Vocal and instrumental music, social and ceremonial dance have all played a role in Keith Kendrick's career which has spanned nearly five decades. He looks for the best ways to communicate the inspiration that has motivated him. He has a vernacular delivery, which maintains respect for the music and combines with vocal and instrumental skills to make his performances a pleasure to listen to. If you want an example of someone for whom folk music and life have become completely inseparable - a true folk musician - look no further than Keith. His repertoire when singing with Sylvia comprises mainly English traditional and traditionally influenced contemporary songs. Both have strong voices and compatible and complimentary styles of delivery and they produce a striking acapella harmony sound. They also accompany themselves and play lively dance tunes on three different systems of the only English invented musical instrument - the Concertina. "....breathtaking harmony work that leaves the listener gasping............”

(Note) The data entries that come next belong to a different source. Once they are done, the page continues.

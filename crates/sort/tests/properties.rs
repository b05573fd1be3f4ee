use tabula_core::{ColumnDef, ColumnRegistry, Record, SortState, SortType};
use tabula_sort::{apply_sort, sort_key, sort_positions};

fn registry() -> ColumnRegistry {
    ColumnRegistry::register(vec![
        ColumnDef::new("name", "Name"),
        ColumnDef::new("department", "Department"),
        ColumnDef::new("lastLogin", "Last Login").sort_type(SortType::DateTime),
    ])
    .unwrap()
}

fn data() -> Vec<Record> {
    let rows = [
        (1, "John Doe", "Engineering", "2024-01-15T10:30:00Z"),
        (2, "Jane Smith", "Marketing", "2024-01-14T14:20:00Z"),
        (3, "Bob Johnson", "Support", "2024-01-10T16:45:00Z"),
        (4, "Alice Brown", "Sales", "2024-01-16T09:10:00Z"),
        (5, "Charlie Wilson", "Engineering", "2024-01-12T11:55:00Z"),
        (6, "Diana Prince", "HR", "2024-01-16T08:25:00Z"),
        (7, "Edward Norton", "Finance", "2024-01-13T17:30:00Z"),
        (8, "Fiona Green", "Marketing", "2024-01-08T12:40:00Z"),
    ];
    rows.iter()
        .map(|(id, name, dept, seen)| Record::new(*id).with("name", *name).with("department", *dept).with("lastLogin", *seen))
        .collect()
}

fn ids(rs: &[&Record]) -> Vec<u64> { rs.iter().map(|r| r.id().0).collect() }

#[test]
fn ties_keep_input_order_in_both_directions() {
    let d = data();
    let reg = registry();
    for sort in [SortState::ascending("department"), SortState::descending("department")] {
        let out = apply_sort(d.iter().collect(), &sort, &reg);
        let eng: Vec<u64> = out.iter().filter(|r| r.get("department").as_str() == Some("Engineering")).map(|r| r.id().0).collect();
        let mkt: Vec<u64> = out.iter().filter(|r| r.get("department").as_str() == Some("Marketing")).map(|r| r.id().0).collect();
        assert_eq!(eng, vec![1, 5]);
        assert_eq!(mkt, vec![2, 8]);
    }
}

#[test]
fn descending_is_exact_reverse_without_ties() {
    let d = data();
    let reg = registry();
    for key in ["name", "lastLogin"] {
        let asc = ids(&apply_sort(d.iter().collect(), &SortState::ascending(key), &reg));
        let mut desc = ids(&apply_sort(d.iter().collect(), &SortState::descending(key), &reg));
        desc.reverse();
        assert_eq!(asc, desc, "column {}", key);
    }
}

#[test]
fn sorting_twice_changes_nothing() {
    let d = data();
    let reg = registry();
    for sort in [
        SortState::None,
        SortState::ascending("department"),
        SortState::descending("department"),
        SortState::descending("lastLogin"),
    ] {
        let once = apply_sort(d.iter().collect(), &sort, &reg);
        let twice = apply_sort(once.clone(), &sort, &reg);
        assert_eq!(ids(&once), ids(&twice));
    }
}

#[test]
fn output_is_ordered_by_key() {
    let d = data();
    let reg = registry();
    let col = reg.get("lastLogin").unwrap();
    let out = sort_positions(&d, &SortState::ascending("lastLogin"), &reg);
    let keys: Vec<_> = out.positions.iter().map(|&i| sort_key(col.raw(&d[i]), SortType::DateTime).unwrap()).collect();
    assert!(keys.windows(2).all(|w| w[0] <= w[1]));
    assert_eq!(out.positions.len(), d.len());
}

#[test]
fn latest_login_first_when_descending() {
    let d = data();
    let out = apply_sort(d.iter().collect(), &SortState::descending("lastLogin"), &registry());
    assert_eq!(ids(&out)[..2], [4, 6]);
}

#[test]
fn signed_zeros_are_ties_and_keep_input_order() {
    let reg = ColumnRegistry::register(vec![ColumnDef::new("v", "V").sort_type(SortType::Numeric)]).unwrap();
    let d = vec![Record::new(1).with("v", 0.0), Record::new(2).with("v", -0.0), Record::new(3).with("v", -1.0)];
    let a = sort_key(d[0].get("v"), SortType::Numeric).unwrap();
    let b = sort_key(d[1].get("v"), SortType::Numeric).unwrap();
    assert_eq!(a.cmp(&b), std::cmp::Ordering::Equal);
    assert_eq!(a, b);
    assert_eq!(ids(&apply_sort(d.iter().collect(), &SortState::ascending("v"), &reg)), vec![3, 1, 2]);
    assert_eq!(ids(&apply_sort(d.iter().collect(), &SortState::descending("v"), &reg)), vec![1, 2, 3]);
}
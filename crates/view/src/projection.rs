//! Projection stage: records to rows of rendered cells.

#![forbid(unsafe_code)]

use serde::Serialize;
use smallvec::SmallVec;
use tabula_core::{ColumnRegistry, Record, RecordId, Value};

/// One rendered row: a cell per registry column, in registry order.
#[derive(Clone, Debug, PartialEq, Serialize)]
pub struct Row {
    pub id: RecordId,
    pub cells: SmallVec<[Value; 8]>,
}

fn project_record(record: &Record, registry: &ColumnRegistry) -> Row {
    Row { id: record.id(), cells: registry.all_columns().map(|c| c.cell(record)).collect() }
}

/// Project `records` through the registry's formatters. Never touches the records.
pub fn project<'r, I>(records: I, registry: &ColumnRegistry) -> Vec<Row>
where
    I: IntoIterator<Item = &'r Record>,
{
    records.into_iter().map(|r| project_record(r, registry)).collect()
}
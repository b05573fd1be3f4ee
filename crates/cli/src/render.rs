use tabula_core::SortIndicator;
use tabula_view::{HeaderCell, Row};

fn header_text(h: &HeaderCell) -> String {
    match h.indicator {
        SortIndicator::Ascending => format!("{} ▲", h.label),
        SortIndicator::Descending => format!("{} ▼", h.label),
        SortIndicator::None => h.label.clone(),
    }
}

/// Plain text table with left-aligned columns sized to their widest cell.
pub fn table(headers: &[HeaderCell], rows: &[Row]) -> String {
    let head: Vec<String> = headers.iter().map(header_text).collect();
    let body: Vec<Vec<String>> = rows.iter().map(|r| r.cells.iter().map(|c| c.to_string()).collect()).collect();
    let mut widths: Vec<usize> = head.iter().map(|h| h.chars().count()).collect();
    for cells in body.iter() {
        for (w, c) in widths.iter_mut().zip(cells.iter()) {
            *w = (*w).max(c.chars().count());
        }
    }
    let line = |cells: &[String]| -> String {
        let padded: Vec<String> = cells
            .iter()
            .zip(widths.iter())
            .map(|(c, w)| format!("{}{}", c, " ".repeat(w.saturating_sub(c.chars().count()))))
            .collect();
        padded.join("  ").trim_end().to_string()
    };
    let mut out = line(&head);
    out.push('\n');
    for cells in body.iter() {
        out.push_str(&line(cells));
        out.push('\n');
    }
    out
}
//! Environment-driven view knobs.

#![forbid(unsafe_code)]

/// Runtime knobs for a `TableView`, read from the environment.
#[derive(Clone, Copy, Debug, PartialEq, Eq)]
pub struct ViewConfig {
    /// Reuse filter/sort results for states already seen since the last source change.
    pub memoize: bool,
    /// Recomputes slower than this log a warning.
    pub slow_recompute_ms: u64,
}

impl Default for ViewConfig {
    fn default() -> Self { Self { memoize: false, slow_recompute_ms: 16 } }
}

impl ViewConfig {
    /// `TABULA_MEMOIZE` (1/true) and `TABULA_SLOW_RECOMPUTE_MS`; unset or unparseable values fall back to defaults.
    pub fn from_env() -> Self {
        let d = Self::default();
        let memoize = std::env::var("TABULA_MEMOIZE")
            .ok()
            .map(|v| v == "1" || v.eq_ignore_ascii_case("true"))
            .unwrap_or(d.memoize);
        let slow_recompute_ms = std::env::var("TABULA_SLOW_RECOMPUTE_MS")
            .ok()
            .and_then(|s| s.parse::<u64>().ok())
            .unwrap_or(d.slow_recompute_ms);
        Self { memoize, slow_recompute_ms }
    }

    pub fn memoized(mut self) -> Self { self.memoize = true; self }
}
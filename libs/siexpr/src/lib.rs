#![forbid(unsafe_code)]

//! Exact-arithmetic expression engine for SI-suffixed engineering notation.
//!
//! Input text is scanned into a flat infix token sequence, reordered into
//! postfix with the shunting-yard algorithm, and evaluated to an exact
//! rational - no binary floating point at any stage. Literals support
//! scientific notation, SI magnitude suffixes (yocto through yotta, plus
//! centi/deci/deca/hecto and the ASCII `u` micro alias) and an optional
//! physical unit, and whole expressions support the `value±Xppm` tolerance
//! form.
//!
//! ```
//! use siexpr::{parse, parse_hz};
//! use num_rational::BigRational;
//! use num_bigint::BigInt;
//!
//! let rat = |n: i64| BigRational::from_integer(BigInt::from(n));
//! assert_eq!(parse("2+3*4").unwrap(), Some(rat(14)));
//! assert_eq!(parse("20.5*M").unwrap(), Some(rat(20_500_000)));
//! assert_eq!(parse_hz("5kHz").unwrap(), Some(rat(5000)));
//! ```

mod error;
mod eval;
mod lexer;
mod ppm;
mod shunting;
mod si;
mod token;
mod unit;

use tracing::debug;

pub use error::{Error, Result};
pub use num_rational::BigRational;
pub use si::{factor, parse_suffixes, to_engineering};
pub use unit::Unit;

/// Run the core pipeline: tokenize, reorder to postfix, evaluate.
/// Empty or whitespace-only input is the defined "no value" case.
pub(crate) fn run_pipeline(text: &str, unit: Option<Unit>) -> Result<Option<BigRational>> {
    if text.trim().is_empty() {
        return Ok(None);
    }
    let tokens = lexer::tokenize(text, unit)?;
    let postfix = shunting::to_postfix(tokens)?;
    Ok(Some(eval::evaluate(postfix)?))
}

/// Diagnostic-mode parse: every failure surfaces as its specific [`Error`].
///
/// `unit` selects which unit literal the number grammar must additionally
/// accept; `None` means SI-suffix numbers only. `allow_ppm` enables the
/// `value±Xppm` tolerance form.
pub fn parse_detailed(
    text: &str,
    unit: Option<Unit>,
    allow_ppm: bool,
) -> Result<Option<BigRational>> {
    if allow_ppm {
        ppm::parse(text, unit)
    } else {
        run_pipeline(text, unit)
    }
}

/// Permissive-mode parse: grammar-level failures collapse into `Ok(None)`,
/// matching callers that treat unparseable input as "no value". Fatal
/// errors (division by zero, stray tokens past the grammar) are never
/// swallowed.
pub fn parse_with(
    text: &str,
    unit: Option<Unit>,
    allow_ppm: bool,
) -> Result<Option<BigRational>> {
    match parse_detailed(text, unit, allow_ppm) {
        Ok(value) => Ok(value),
        Err(e) if e.is_fatal() => Err(e),
        Err(e) => {
            debug!(input = text, error = %e, "parse failed");
            Ok(None)
        }
    }
}

/// Parse a unitless expression with the ppm extension enabled.
pub fn parse(text: &str) -> Result<Option<BigRational>> {
    parse_with(text, None, true)
}

/// Parse an expression whose literals may carry the hertz unit.
pub fn parse_hz(text: &str) -> Result<Option<BigRational>> {
    parse_with(text, Some(Unit::Hertz), true)
}

/// Parse an expression whose literals may carry the seconds unit.
pub fn parse_s(text: &str) -> Result<Option<BigRational>> {
    parse_with(text, Some(Unit::Second), true)
}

Keith Kendrick: Lead vocal & Harmony vocal, English and Anglo concertina, Foot- percussion

Sylvia Needham: Lead vocal & Harmony vocal, McCann Duet concertina, Banjo/Ukulele

Pete Bullock: Baritone Saxophone

Tom Miller: Piano Pierce Butler: Drums & Top-Set Percussion

Keith Holloway: Melodeon

1 Shine On 
John Richards 

This is a wonderful song, written by the amazing, especially for the late Johnny Collins to sing. It deals, in a very compassionate and hope-filled way, with the struggles of anyone finding themselves addicted to the demon alcohol and striving to get free. To everyone’s great sadness, Johnny tragically left us before he could get to record or sing it out and some months later, JR very kindly asked if we would give it a shot. Thank you John…here it is. We sing it as a kind of tribute to our long-time good friend, Johnny, and to help to throw a light on JRs great and prolific song-writing skills. We plan to do more from his ditty-bag. 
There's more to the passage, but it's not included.